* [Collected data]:
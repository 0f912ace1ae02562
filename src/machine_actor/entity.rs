use crate::actor_framework::Entity;
use crate::domain::{Machine, MachineCreate, MachineId};

impl Entity for Machine {
    type Id = MachineId;
    type CreateParams = MachineCreate;
    type Patch = ();
    type Action = ();
    type ActionResult = ();

    fn from_create_params(id: MachineId, params: MachineCreate) -> Result<Self, String> {
        if !(-90.0..=90.0).contains(&params.latitude) || !(-180.0..=180.0).contains(&params.longitude) {
            return Err(format!(
                "Invalid coordinates: ({}, {})",
                params.latitude, params.longitude
            ));
        }
        Ok(Self {
            id,
            name: params.name,
            location: params.location,
            latitude: params.latitude,
            longitude: params.longitude,
        })
    }

    /// Machines are immutable once registered.
    fn on_update(&mut self, _patch: ()) -> Result<(), String> {
        Err("Machines cannot be modified".to_string())
    }

    fn handle_action(&mut self, _action: ()) -> Result<(), String> {
        Ok(())
    }
}
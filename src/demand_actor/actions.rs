#[derive(Debug, Clone)]
pub enum DemandAction {
    /// Flags the demand fulfilled. Answers `true` only for the call that
    /// performed the transition, so two racing resolvers never both claim it.
    MarkFulfilled,
}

* [EXERCISE]: Exactly as written above, reproduce all of the entries.

* [OUTPUT OF THE EXERCISE]:
repository 0f912ace1ae02562
filename src/machine_actor/entity.rs
use crate::actor_framework::Entity;
use crate::domain::{Machine, MachineCreate, MachineId};

impl Entity for Machine {
    type Id = MachineId;
    type CreateParams = MachineCreate;
    type Patch = ();
    type Action = ();
    type ActionResult = ();

    fn from_create_params(id: MachineId, params: MachineCreate) -> Result<Self, String> {
        if !(-90.0..=90.0).contains(&params.latitude) || !(-180.0..=180.0).contains(&params.longitude) {
            return Err(format!(
                "Invalid coordinates: ({}, {})",
                params.latitude, params.longitude
            ));
        }
        Ok(Self {
            id,
            name: params.name,
            location: params.location,
            latitude: params.latitude,
            longitude: params.longitude,
        })
    }

    /// Machines are immutable once registered.
    fn on_update(&mut self, _patch: ()) -> Result<(), String> {
        Err("Machines cannot be modified".to_string())
    }

    fn handle_action(&mut self, _action: ()) -> Result<(), String> {
        Ok(())
    }
}
filename src/demand_actor/actions.rs
#[derive(Debug, Clone)]
pub enum DemandAction {
    /// Flags the demand fulfilled. Answers `true` only for the call that
    /// performed the transition, so two racing resolvers never both claim it.
    MarkFulfilled,
}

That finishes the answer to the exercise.